We virtually sat down to chat with Amy DeFilippi from Find Your Path to Peace. Amy has more than 20 years’ experience as a psychotherapist and yoga teacher– she helps people manage their anxiety and depressive symptoms by building a greater understanding of the mind-body connection. You can work with Amy on Sunday, April 26th, through our Virtual Learning Center. Amy will be teaching a class called Anxiety Management and Self Care in Quarantine, where you can learn yoga and psychotherapeutic techniques to improve our ability to manage stress!

Tell us a little bit about yourself!

I began my study of yoga and meditation when I moved to Hawaii after I graduated college. I spent 9 years living there and left to travel. I traveled around India studying yoga for six months and spent a year living in China teaching yoga.  When I moved back to the East Coast, I settled in New York and worked as the clinical director of a homeless shelter, then as a therapist at a community mental health clinic, and finally opening my private practice. 

On weekends I can be found throwing a flashlight dance party for my nieces and nephew, watching animal videos on the internet, or seeing some stand up comedy.  I have been in a committed relationship with my Netflix account and my library card for several years. 

How did you come to create your practice? Can you tell us a little bit about how you came to combine yoga, psychology, and mindfulness? 

I created my practice so I could fuse yoga and mindfulness with my psychotherapy practice. Working for myself gives me the freedom to fuse these modalities as much or as little as my clients like. 

When I came to yoga at 21, I was suffering from anxiety and depression. I found that the tools that I was learning in my asana classes and from reading yoga philosophy were providing me many self-care techniques that I could use to manage my symptoms. As my symptoms began to abate I learned how to work on controlling the negative thought patterns in my mind.  Training as a therapist, I saw that many of the western philosophies in psychotherapy were quite similar to things I had learned studying Eastern philology. By combining these schools of thought I began to see how my mind and body were interconnected and should not be treated as separate.

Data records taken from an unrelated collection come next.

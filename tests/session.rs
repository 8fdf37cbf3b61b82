use chrono::NaiveDate;
use school_planner::constants::SUBJECT_REMOVED_PLACEHOLDER;
use school_planner::entities::{EventDraft, SubjectDraft};
use school_planner::navigation::{SelectionContext, Tab, ViewId};
use school_planner::session::{PasswordError, SaveOutcome, Session, SessionSettings};

fn today() -> NaiveDate {
    NaiveDate::from_ymd_opt(2024, 3, 15).unwrap()
}

fn logged_in() -> Session {
    let mut session = Session::new(SessionSettings {
        today: today(),
        ..Default::default()
    });
    session.complete_login();
    session
}

#[test]
fn test_new_session_starts_on_login() {
    let session = Session::new(SessionSettings::default());
    assert_eq!(session.current_view(), ViewId::Login);
    assert_eq!(session.active_tab(), Tab::Home);
    assert!(session.selected_subject().is_none());
    assert_eq!(session.user().handle, "@bydavid");
}

#[test]
fn test_login_lands_on_configured_tab() {
    let mut session = Session::new(SessionSettings {
        start_tab: Tab::Subjects,
        ..Default::default()
    });
    session.complete_login();
    assert_eq!(session.current_view(), ViewId::SubjectList);
    assert_eq!(session.active_tab(), Tab::Subjects);
}

#[test]
fn test_create_then_update_subject_through_the_form() {
    let mut session = logged_in();
    session.switch_tab(Tab::Subjects);

    session.new_subject();
    assert_eq!(session.current_view(), ViewId::EditSubject);
    assert!(!session.is_editing_subject());

    let outcome = session.save_subject(SubjectDraft {
        name: "Redes II".to_string(),
        ..Default::default()
    });
    let SaveOutcome::Created(id) = outcome else {
        panic!("expected a new subject, got {:?}", outcome);
    };
    assert_eq!(session.current_view(), ViewId::SubjectList);
    assert!(session.store().subject(id).unwrap().grades.is_empty());

    session.open_subject(id);
    session.edit_selected_subject();
    assert!(session.is_editing_subject());

    let mut draft = session.selected_subject().unwrap().to_draft();
    draft.notes = "x".to_string();
    assert_eq!(session.save_subject(draft), SaveOutcome::Updated(id));

    let subject = session.store().subject(id).unwrap();
    assert_eq!(subject.name, "Redes II");
    assert_eq!(subject.notes, "x");
    assert_eq!(session.current_view(), ViewId::SubjectDetail);
}

#[test]
fn test_back_replays_selection() {
    let mut session = logged_in();
    session.switch_tab(Tab::Subjects);
    session.open_subject(1);
    session.new_subject();
    assert_eq!(session.selection().subject, None);

    session.go_back();
    assert_eq!(session.current_view(), ViewId::SubjectDetail);
    assert_eq!(session.selection().subject, Some(1));
    assert_eq!(session.selected_subject().unwrap().id, 1);
}

#[test]
fn test_go_back_with_empty_history_is_noop() {
    let mut session = logged_in();
    assert!(session.go_back().is_none());
    assert_eq!(session.current_view(), ViewId::Home);
}

#[test]
fn test_saving_a_deleted_subject_reports_missing() {
    let mut session = logged_in();
    session.switch_tab(Tab::Subjects);
    session.open_subject(3);
    session.edit_selected_subject();
    session.store_mut().delete_subject(3);

    assert_eq!(session.save_subject(SubjectDraft::default()), SaveOutcome::Missing(3));
    assert!(session.store().subject(3).is_none());
}

#[test]
fn test_delete_subject_returns_to_subject_list() {
    let mut session = logged_in();
    session.switch_tab(Tab::Subjects);
    session.open_subject(1);
    session.edit_selected_subject();

    assert!(session.delete_subject(1));
    assert_eq!(session.current_view(), ViewId::SubjectList);
    assert!(!session.navigation().can_go_back());

    // Events of the removed subject stay and point at a placeholder
    let event = session.store().event(1).unwrap();
    assert_eq!(
        session.store().subject_label_for(event).as_deref(),
        Some(SUBJECT_REMOVED_PLACEHOLDER)
    );
}

#[test]
fn test_quick_add_event_from_home() {
    let mut session = logged_in();
    session.new_event();
    assert_eq!(session.current_view(), ViewId::EditEvent);
    assert!(!session.is_editing_event());

    let outcome = session.save_event(EventDraft {
        title: "Estudiar".to_string(),
        date: Some(today()),
        subject_id: None,
        notes: String::new(),
    });

    assert!(matches!(outcome, SaveOutcome::Created(_)));
    assert_eq!(session.current_view(), ViewId::Home);
    assert_eq!(session.store().events_on(today()).len(), 3);
}

#[test]
fn test_delete_event_skips_its_detail_view() {
    let mut session = logged_in();
    session.open_event(2);
    session.edit_selected_event();

    assert!(session.delete_event(2));

    assert_eq!(session.current_view(), ViewId::Home);
    assert!(session.store().event(2).is_none());
}

#[test]
fn test_record_progress_on_events() {
    let mut session = logged_in();
    assert_eq!(session.record_grade(2, "9,5"), Ok(Some(9.5)));
    assert!(session.record_attendance(1, true));
    assert!(!session.toggle_completed(404));

    assert_eq!(session.store().event(2).unwrap().grade, Some(9.5));
    assert_eq!(session.store().event(1).unwrap().attendance, Some(true));
}

#[test]
fn test_change_password() {
    let mut session = logged_in();
    session.switch_tab(Tab::Profile);
    session.open_change_password();

    assert_eq!(
        session.change_password("wrong", "abc", "abc"),
        Err(PasswordError::WrongCurrentPassword)
    );
    assert_eq!(session.change_password("123", "", ""), Err(PasswordError::EmptyNewPassword));
    assert_eq!(
        session.change_password("123", "abc", "abd"),
        Err(PasswordError::ConfirmationMismatch)
    );
    assert_eq!(session.current_view(), ViewId::ChangePassword);

    assert_eq!(session.change_password("123", "abc", "abc"), Ok(()));
    assert_eq!(session.user().password, "abc");
    assert_eq!(session.current_view(), ViewId::Profile);
}

#[test]
fn test_logout_discards_session_state() {
    let mut session = logged_in();
    session.store_mut().delete_subject(1);
    assert!(session.change_password("123", "new", "new").is_ok());
    session.open_subject(2);

    session.logout();

    assert_eq!(session.current_view(), ViewId::Login);
    assert!(!session.navigation().can_go_back());
    assert_eq!(session.selection(), SelectionContext::default());
    assert!(session.store().subject(1).is_some());
    assert_eq!(session.user().password, "123");
    assert_eq!(session.today(), today());
}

Anxiety, fear, stress, poor body image, lack of confidence and low self-esteem manifest themselves physically as well as emotionally. They leave us with physical symptoms like tension in our shoulders, neck and back, or issues with our digestive system. Unresolved this tension manifests itself with symptoms of poor health and as “dis-ease” in the body. 

My belief is that often working with the somatic physical symptoms, we can release deeply painful emotional patterns and limiting beliefs.

My belief in the mind/body connection has lead me to use yoga and practices of meditation and breathing work in conjunction with psychotherapy to help people understand the connection and dynamics between their physical, emotional, and interpersonal health.

Living with hopelessness takes a heavy toll on our relationships with our partners, families, and friends. Understanding the body’s response to stress is a helpful step in combating anxiety and depression. Recognizing the body’s response to stress and learning how to control it is a key to breaking negative cycles of thinking and behaving.

What are some common problems you’re helping people to work through now?

As people have been living in quarantine for several weeks I have noted an increase in people’s symptoms of anxiety and depression and their feelings of loneliness and frustration. The root of trauma has been defined as a timeless helplessness marked by unpredictability leading people to feel frozen and dissociated. Humans have evolved to feel safer in groups and our bodies recognize being without our friends, families, and co-workers as being dangerous. This feeling of danger registers with our nervous systems and moves us into a fight/flight response. So all of us are struggling with this biological response to quarantine. 

I have seen many clients struggling to communicate well with their families and partners during this stressful time. People are finding it difficult to stay in such close quarters without finding any time alone. Kids are lonely and frustrated and feel robbed of time with their friends and canceled summer plans. There has definitely been a resounding feeling of loss with most of the kids that I work with.   

Adults are concerned about their economic security, their job security, and their health and safety.  Many who experience feelings of claustrophobia or who suffered any trauma that involved breath restriction find wearing a mask to be very terrifying.        

What do you wish someone would have told you when you first started your practice?

When I first started my practice I was worried that I would not have enough clients to survive and this led me to overbook myself. I think people did tell me to have faith that things would work out but I am not sure I listened to them as I was burning myself out for the first few years of private practice.  After several years I know that I don’t need to overbook sessions and that it will only exhaust me.

What do you hope your clients receive from working together?

I joke that my goal as a therapist is to put myself out of business, for my clients to feel that they have developed new adaptive cognitive patterns and self-care techniques where they no longer need to come to therapy.

I believe that the brain has the capacity to be re-patterned and literally rewire itself if provided the tools to do so. I hope that by working with me they feel empowered to let go of limiting beliefs, and to live in a way that allows them to meet their career, relationship, and spiritual goals.

My goal is to teach my clients skills to gain control of negative thought cycles, process emotions, and equip clients with useful and practical stress management techniques.

My work is designed to support clients in their quest to heal and sustain a more healthy, balanced and peaceful life.

Most of all I hope that my clients connect with their strengths and their core of compassion after working with me.